All of which brings me to my final point and, really, my main point. It seems to me, that when we are having these community conversations, we need to keep two things in mind. We must, of course, have the suffering of Gaza ever-present. And we should also always speak as if an IDF soldier were present. We should do so to disabuse ourselves of the illusion that the Middle East and the Upper East Side play by the same rules. No statement, to channel Fackenheim, should be made that would not be credible in the presence of an IDF soldier who has risked life and limb fighting a merciless enemy, defending his own life and that of his fellow soldiers, all in in the pursuit of liberating his captive kin.

And while this is a mental moral exercise we should undertake every day in the abstract, today we can do it in real time, in the presence of one such young man who has lived through it.

Yonatan, my dear nephew, you have served in the IDF with distinction these past two years as a platoon tank commander in Gaza. I want you to know, and I think I speak for so many in this community, how deeply proud, how deeply grateful, and how deeply moved, we are by you.
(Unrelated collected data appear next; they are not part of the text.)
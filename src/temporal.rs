//! Calendar date and date-time fields.
//!
//! Both kinds also populate two derived keys next to the field itself so consumers never
//! re-format dates: `<name>_fmt` (display form) and `<name>_iso` (compact sortable form).
//! The derived keys are empty strings when no value was parsed.

use crate::diagnostic::Diagnostics;
use crate::layout::LayoutError;
use crate::text::truncate_bytes;
use crate::value::{Fields, Value};
use chrono::format::{Item, StrftimeItems};
use chrono::{Datelike, NaiveDate, NaiveDateTime};
use std::fmt::{self, Write};
use std::str::FromStr;

const DATE_DISPLAY: &str = "%m/%d/%Y";
const DATE_ISO: &str = "%Y%m%d";
const DATETIME_DISPLAY: &str = "%x %X";
const DATETIME_ISO: &str = "%Y%m%d %H:%M";

pub fn fmt_key(name: &str) -> String {
    format!("{}_fmt", name)
}

pub fn iso_key(name: &str) -> String {
    format!("{}_iso", name)
}

/// Render a date through a midnight date-time so time specifiers in `pattern` are valid.
fn render_date(date: NaiveDate, pattern: &str) -> String {
    match date.and_hms_opt(0, 0, 0) {
        Some(dt) => dt.format(pattern).to_string(),
        None => date.format(pattern).to_string(),
    }
}

/// Reject strftime patterns chrono cannot render against a naive date-time, such as
/// malformed specifiers or offset and timezone items (`%z`, `%Z`, `%+`).
pub(crate) fn check_pattern(field: &str, pattern: &str) -> Result<(), LayoutError> {
    let malformed = StrftimeItems::new(pattern).any(|item| matches!(item, Item::Error));
    let sample = NaiveDate::from_ymd_opt(2000, 1, 1).and_then(|d| d.and_hms_opt(0, 0, 0));
    let mut rendered = String::new();
    let renders = sample.map_or(false, |dt| write!(rendered, "{}", dt.format(pattern)).is_ok());
    if malformed || !renders {
        return Err(LayoutError::InvalidOption {
            field: field.to_string(),
            option: "pattern".to_string(),
            reason: format!("unsupported date pattern {:?}", pattern),
        });
    }
    Ok(())
}

#[derive(Debug, Clone)]
pub struct DateField {
    pub(crate) name: String,
    pub(crate) width: usize,
    pub(crate) pattern: String,
    pub(crate) output: Option<String>,
    min_year: Option<i32>,
    required: bool,
    none_if_invalid: bool,
}

impl DateField {
    pub fn new(name: impl Into<String>, width: usize, pattern: impl Into<String>) -> Self {
        DateField {
            name: name.into(),
            width,
            pattern: pattern.into(),
            output: None,
            min_year: None,
            required: false,
            none_if_invalid: false,
        }
    }

    /// Decode to a string rendered with this pattern instead of a date value.
    pub fn output(mut self, pattern: impl Into<String>) -> Self {
        self.output = Some(pattern.into());
        self
    }

    pub fn min_year(mut self, year: i32) -> Self {
        self.min_year = Some(year);
        self
    }

    pub fn required(mut self) -> Self {
        self.required = true;
        self
    }

    /// Unparsable content decodes to absent without an error.
    pub fn none_if_invalid(mut self) -> Self {
        self.none_if_invalid = true;
        self
    }

    /// Parse and validate. An all-zero field counts as blank.
    pub fn parse(&self, raw: &str, column: usize, diag: &mut Diagnostics) -> Option<NaiveDate> {
        let mut text = raw.trim();
        if text.bytes().all(|b| b == b'0') {
            text = "";
        }
        let col = Some(column);
        if text.is_empty() {
            if self.required {
                diag.error(&self.name, text, "missing required value", col);
            }
            return None;
        }
        let date = match NaiveDate::parse_from_str(text, &self.pattern) {
            Ok(d) => d,
            Err(_) => {
                if !self.none_if_invalid {
                    diag.error(&self.name, text, format!("invalid date, expected format {:?}", self.pattern), col);
                }
                return None;
            }
        };
        if let Some(min) = self.min_year {
            if date.year() < min {
                diag.error(&self.name, text, format!("expected year after {}", min), col);
                return None;
            }
        }
        Some(date)
    }

    pub(crate) fn init(&self, out: &mut Fields) {
        out.insert(self.name.clone(), Value::Null);
        out.insert(fmt_key(&self.name), "");
        out.insert(iso_key(&self.name), "");
    }

    pub(crate) fn assign(&self, out: &mut Fields, date: Option<NaiveDate>) {
        let Some(date) = date else {
            self.init(out);
            return;
        };
        let value = match &self.output {
            Some(p) => Value::Str(render_date(date, p)),
            None => Value::Date(date),
        };
        out.insert(self.name.clone(), value);
        out.insert(fmt_key(&self.name), date.format(DATE_DISPLAY).to_string());
        out.insert(iso_key(&self.name), date.format(DATE_ISO).to_string());
    }

    pub fn encode_value(&self, value: &Value, out: &mut String, diag: &mut Diagnostics) {
        let text = match value {
            Value::Null => String::new(),
            Value::Date(d) => render_date(*d, &self.pattern),
            Value::DateTime(dt) => dt.format(&self.pattern).to_string(),
            Value::Str(s) => s.clone(),
            other => {
                diag.warning(&self.name, &other.to_string(), "value is not a date", None);
                String::new()
            }
        };
        push_left_justified(&self.name, &text, self.width, out, diag);
    }
}

/// Fixed catalogue of date-time layouts. The width is implied by the name.
#[derive(Debug, Clone, Copy, PartialEq, Eq)]
pub enum DateTimeFormat {
    Yyyymmdd,
    Yymmdd,
    Mmddyyyy,
    Yyyymmddhhmm,
    Yyyymmddhhmmss,
}

impl DateTimeFormat {
    pub const ALL: [DateTimeFormat; 5] = [
        DateTimeFormat::Yyyymmdd,
        DateTimeFormat::Yymmdd,
        DateTimeFormat::Mmddyyyy,
        DateTimeFormat::Yyyymmddhhmm,
        DateTimeFormat::Yyyymmddhhmmss,
    ];

    pub fn name(&self) -> &'static str {
        match self {
            DateTimeFormat::Yyyymmdd => "YYYYMMDD",
            DateTimeFormat::Yymmdd => "YYMMDD",
            DateTimeFormat::Mmddyyyy => "MMDDYYYY",
            DateTimeFormat::Yyyymmddhhmm => "YYYYMMDDHHMM",
            DateTimeFormat::Yyyymmddhhmmss => "YYYYMMDDHHMMSS",
        }
    }

    pub fn width(&self) -> usize {
        match self {
            DateTimeFormat::Yyyymmdd | DateTimeFormat::Mmddyyyy => 8,
            DateTimeFormat::Yymmdd => 6,
            DateTimeFormat::Yyyymmddhhmm => 12,
            DateTimeFormat::Yyyymmddhhmmss => 14,
        }
    }

    pub fn pattern(&self) -> &'static str {
        match self {
            DateTimeFormat::Yyyymmdd => "%Y%m%d",
            DateTimeFormat::Yymmdd => "%y%m%d",
            DateTimeFormat::Mmddyyyy => "%m%d%Y",
            DateTimeFormat::Yyyymmddhhmm => "%Y%m%d%H%M",
            DateTimeFormat::Yyyymmddhhmmss => "%Y%m%d%H%M%S",
        }
    }

    fn has_time(&self) -> bool {
        matches!(self, DateTimeFormat::Yyyymmddhhmm | DateTimeFormat::Yyyymmddhhmmss)
    }

    fn parse(&self, text: &str) -> Option<NaiveDateTime> {
        if self.has_time() {
            NaiveDateTime::parse_from_str(text, self.pattern()).ok()
        } else {
            NaiveDate::parse_from_str(text, self.pattern())
                .ok()
                .and_then(|d| d.and_hms_opt(0, 0, 0))
        }
    }
}

impl fmt::Display for DateTimeFormat {
    fn fmt(&self, f: &mut fmt::Formatter<'_>) -> fmt::Result {
        f.write_str(self.name())
    }
}

impl FromStr for DateTimeFormat {
    type Err = LayoutError;

    fn from_str(s: &str) -> Result<Self, Self::Err> {
        DateTimeFormat::ALL
            .into_iter()
            .find(|f| f.name() == s)
            .ok_or_else(|| LayoutError::UnknownDateTimeFormat(s.to_string()))
    }
}

#[derive(Debug, Clone)]
pub struct DateTimeField {
    pub(crate) name: String,
    pub(crate) format: DateTimeFormat,
    pub(crate) output: Option<String>,
    min_year: Option<i32>,
    required: bool,
    none_if_invalid: bool,
}

impl DateTimeField {
    pub fn new(name: impl Into<String>, format: DateTimeFormat) -> Self {
        DateTimeField {
            name: name.into(),
            format,
            output: None,
            min_year: None,
            required: false,
            none_if_invalid: false,
        }
    }

    /// Build from a catalogue name such as `"YYYYMMDDHHMM"`; unknown names fail here,
    /// before any decoding.
    pub fn named(name: impl Into<String>, format: &str) -> Result<Self, LayoutError> {
        Ok(DateTimeField::new(name, format.parse()?))
    }

    pub fn output(mut self, pattern: impl Into<String>) -> Self {
        self.output = Some(pattern.into());
        self
    }

    pub fn min_year(mut self, year: i32) -> Self {
        self.min_year = Some(year);
        self
    }

    pub fn required(mut self) -> Self {
        self.required = true;
        self
    }

    pub fn none_if_invalid(mut self) -> Self {
        self.none_if_invalid = true;
        self
    }

    pub fn width(&self) -> usize {
        self.format.width()
    }

    pub fn parse(&self, raw: &str, column: usize, diag: &mut Diagnostics) -> Option<NaiveDateTime> {
        let text = raw.trim();
        let col = Some(column);
        if text.is_empty() {
            if self.required {
                diag.error(&self.name, text, "missing required value", col);
            }
            return None;
        }
        let Some(dt) = self.format.parse(text) else {
            if !self.none_if_invalid {
                diag.error(
                    &self.name,
                    text,
                    format!("invalid datetime, expected format {:?}", self.format.pattern()),
                    col,
                );
            }
            return None;
        };
        if let Some(min) = self.min_year {
            if dt.year() < min {
                diag.error(&self.name, text, format!("expected year after {}", min), col);
                return None;
            }
        }
        Some(dt)
    }

    pub(crate) fn init(&self, out: &mut Fields) {
        out.insert(self.name.clone(), Value::Null);
        out.insert(fmt_key(&self.name), "");
        out.insert(iso_key(&self.name), "");
    }

    pub(crate) fn assign(&self, out: &mut Fields, dt: Option<NaiveDateTime>) {
        let Some(dt) = dt else {
            self.init(out);
            return;
        };
        let value = match &self.output {
            Some(p) => Value::Str(dt.format(p).to_string()),
            None => Value::DateTime(dt),
        };
        out.insert(self.name.clone(), value);
        out.insert(fmt_key(&self.name), dt.format(DATETIME_DISPLAY).to_string());
        out.insert(iso_key(&self.name), dt.format(DATETIME_ISO).to_string());
    }

    pub fn encode_value(&self, value: &Value, out: &mut String, diag: &mut Diagnostics) {
        let text = match value {
            Value::Null => String::new(),
            Value::DateTime(dt) => dt.format(self.format.pattern()).to_string(),
            Value::Date(d) => render_date(*d, self.format.pattern()),
            Value::Str(s) => s.clone(),
            other => {
                diag.warning(&self.name, &other.to_string(), "value is not a date-time", None);
                String::new()
            }
        };
        push_left_justified(&self.name, &text, self.format.width(), out, diag);
    }
}

fn push_left_justified(name: &str, text: &str, width: usize, out: &mut String, diag: &mut Diagnostics) {
    let kept = truncate_bytes(text, width);
    if kept.len() < text.len() {
        diag.warning(name, text, format!("truncating {:?} to {:?}", text, kept), None);
    }
    out.push_str(kept);
    out.extend(std::iter::repeat(' ').take(width - kept.len()));
}
//! Decode byte streams into record sets and encode records back into fixed-width lines.
//!
//! Both directions are driven by the same [`Layout`], so a record decoded from a line
//! encodes back to that line as long as no lossy transformation (case folding,
//! translation, replacement) is configured.

use crate::cursor::Cursor;
use crate::diagnostic::{Diagnostic, Diagnostics};
use crate::field::encode_fields;
use crate::layout::{Layout, LayoutError};
use crate::record::{Record, RecordSet};
use crate::value::Lookup;
use std::fmt;
use std::fs::File;
use std::io::{BufRead, BufReader, Write};
use std::iter::FusedIterator;
use std::path::Path;

#[derive(Debug, thiserror::Error)]
pub enum CodecError {
    #[error("IO: {0}")]
    Io(#[from] std::io::Error),
    #[error("Layout: {0}")]
    Layout(#[from] LayoutError),
    #[error("Unknown layout: {0}")]
    UnknownLayout(String),
}

/// Drives a [`Cursor`] over a stream and decodes each line with one layout.
#[derive(Debug, Clone, Copy)]
pub struct Decoder<'a> {
    layout: &'a Layout,
}

impl<'a> Decoder<'a> {
    pub fn new(layout: &'a Layout) -> Self {
        Decoder { layout }
    }

    pub fn layout(&self) -> &'a Layout {
        self.layout
    }

    /// Decode the whole stream into a record set.
    pub fn parse<R: BufRead>(&self, reader: R, source: Option<&str>) -> Result<RecordSet, CodecError> {
        let mut set = RecordSet::new(source.map(str::to_string));
        for record in self.records(reader, source) {
            set.push(record?);
        }
        tracing::info!(
            layout = self.layout.name(),
            source = source.unwrap_or("-"),
            records = set.len(),
            rejected = set.error_size(),
            errors = set.error_count(),
            "decoded stream"
        );
        Ok(set)
    }

    pub fn parse_str(&self, text: &str) -> Result<RecordSet, CodecError> {
        self.parse(text.as_bytes(), None)
    }

    /// Decode a file; its base name becomes the record set's source.
    pub fn parse_file(&self, path: impl AsRef<Path>) -> Result<RecordSet, CodecError> {
        let path = path.as_ref();
        let file = File::open(path)?;
        let source = path
            .file_name()
            .map(|n| n.to_string_lossy().into_owned())
            .unwrap_or_else(|| path.display().to_string());
        self.parse(BufReader::new(file), Some(&source))
    }

    /// Decode one line of text (anything after the first line break is ignored).
    pub fn parse_line(&self, line: &str) -> Result<Record, CodecError> {
        let mut cursor = Cursor::new(line.as_bytes());
        cursor.advance_line()?;
        Ok(Record::decode(self.layout, &mut cursor, None))
    }

    /// Lazy, one-pass decode. The reader is dropped as soon as the stream ends or fails;
    /// re-reading requires a fresh call with a fresh reader.
    pub fn records<R: BufRead>(&self, reader: R, source: Option<&str>) -> Records<'a, R> {
        Records {
            layout: self.layout,
            cursor: Some(Cursor::new(reader)),
            source: source.map(str::to_string),
        }
    }
}

/// Iterator returned by [`Decoder::records`].
#[derive(Debug)]
pub struct Records<'a, R> {
    layout: &'a Layout,
    cursor: Option<Cursor<R>>,
    source: Option<String>,
}

impl<R: BufRead> Iterator for Records<'_, R> {
    type Item = Result<Record, CodecError>;

    fn next(&mut self) -> Option<Self::Item> {
        let cursor = self.cursor.as_mut()?;
        match cursor.advance_line() {
            Ok(true) => {}
            Ok(false) => {
                self.cursor = None;
                return None;
            }
            Err(e) => {
                self.cursor = None;
                return Some(Err(e.into()));
            }
        }
        let record = Record::decode(self.layout, cursor, self.source.as_deref());
        if cursor.at_end_of_stream() && cursor.position() == 0 {
            // Blank trailing line: nothing was consumed, nothing to report.
            self.cursor = None;
            return None;
        }
        Some(Ok(record))
    }
}

impl<R: BufRead> FusedIterator for Records<'_, R> {}

/// A warning raised while encoding, tagged with the index of the input record.
#[derive(Debug, Clone, PartialEq)]
pub struct EncodeWarning {
    pub record: usize,
    pub diagnostic: Diagnostic,
}

impl fmt::Display for EncodeWarning {
    fn fmt(&self, f: &mut fmt::Formatter<'_>) -> fmt::Result {
        write!(f, "record {}: {}", self.record, self.diagnostic)
    }
}

/// Encoder output: the fixed-width text plus any warnings.
#[derive(Debug, Clone, Default, PartialEq)]
pub struct Encoded {
    pub text: String,
    pub warnings: Vec<EncodeWarning>,
}

/// Encodes associative records into fixed-width lines with one layout.
#[derive(Debug, Clone, Copy)]
pub struct Encoder<'a> {
    layout: &'a Layout,
}

impl<'a> Encoder<'a> {
    pub fn new(layout: &'a Layout) -> Self {
        Encoder { layout }
    }

    /// Encode a single record into one line (no terminator).
    pub fn encode_one<L: Lookup + ?Sized>(&self, record: &L, diag: &mut Diagnostics) -> String {
        let mut line = String::with_capacity(self.layout.width());
        encode_fields(self.layout.fields(), self.layout.spacing(), record, &mut line, diag);
        line
    }

    /// Encode records into lines joined by `\n`, with no terminator after the last line.
    pub fn encode<I, L>(&self, records: I) -> Encoded
    where
        I: IntoIterator<Item = L>,
        L: Lookup,
    {
        let mut out = Encoded::default();
        for (idx, record) in records.into_iter().enumerate() {
            if idx > 0 {
                out.text.push('\n');
            }
            let mut diag = Diagnostics::new();
            let line = self.encode_one(&record, &mut diag);
            out.text.push_str(&line);
            collect_warnings(idx, diag, &mut out.warnings);
        }
        out
    }

    /// Stream encoded lines to `writer`. Returns the encode warnings.
    pub fn encode_to<I, L, W>(&self, records: I, writer: &mut W) -> Result<Vec<EncodeWarning>, CodecError>
    where
        I: IntoIterator<Item = L>,
        L: Lookup,
        W: Write,
    {
        let mut warnings = Vec::new();
        for (idx, record) in records.into_iter().enumerate() {
            if idx > 0 {
                writer.write_all(b"\n")?;
            }
            let mut diag = Diagnostics::new();
            let line = self.encode_one(&record, &mut diag);
            writer.write_all(line.as_bytes())?;
            collect_warnings(idx, diag, &mut warnings);
        }
        writer.flush()?;
        Ok(warnings)
    }
}

fn collect_warnings(record: usize, diag: Diagnostics, out: &mut Vec<EncodeWarning>) {
    out.extend(
        diag.warnings
            .into_iter()
            .map(|diagnostic| EncodeWarning { record, diagnostic }),
    );
}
You have been thrust into unimaginable circumstances, you have fought for the Jewish people and the Jewish state, and you and your comrades have prevailed. You stand tall, we have your back, and we couldn’t be prouder. Not only are you alive, which we are all pretty happy about, but your soul is intact – changed by what you’ve lived through, yet unmistakably, beautifully, you.

So, as you travel the world in a well-earned, globe-trotting post-army backpacking trip, as the haters will surely hate, carry with you the confidence that your moral core is solid, and that your family, both biological and global Jewish, loves you.

This is, as our Torah reading teaches, what it means to be Israel. To wrestle and to prevail. Yonatan, that is what you have done. You have lived up to the highest calling of our people’s name. And may we, the children of Israel, rise to the calling of ours.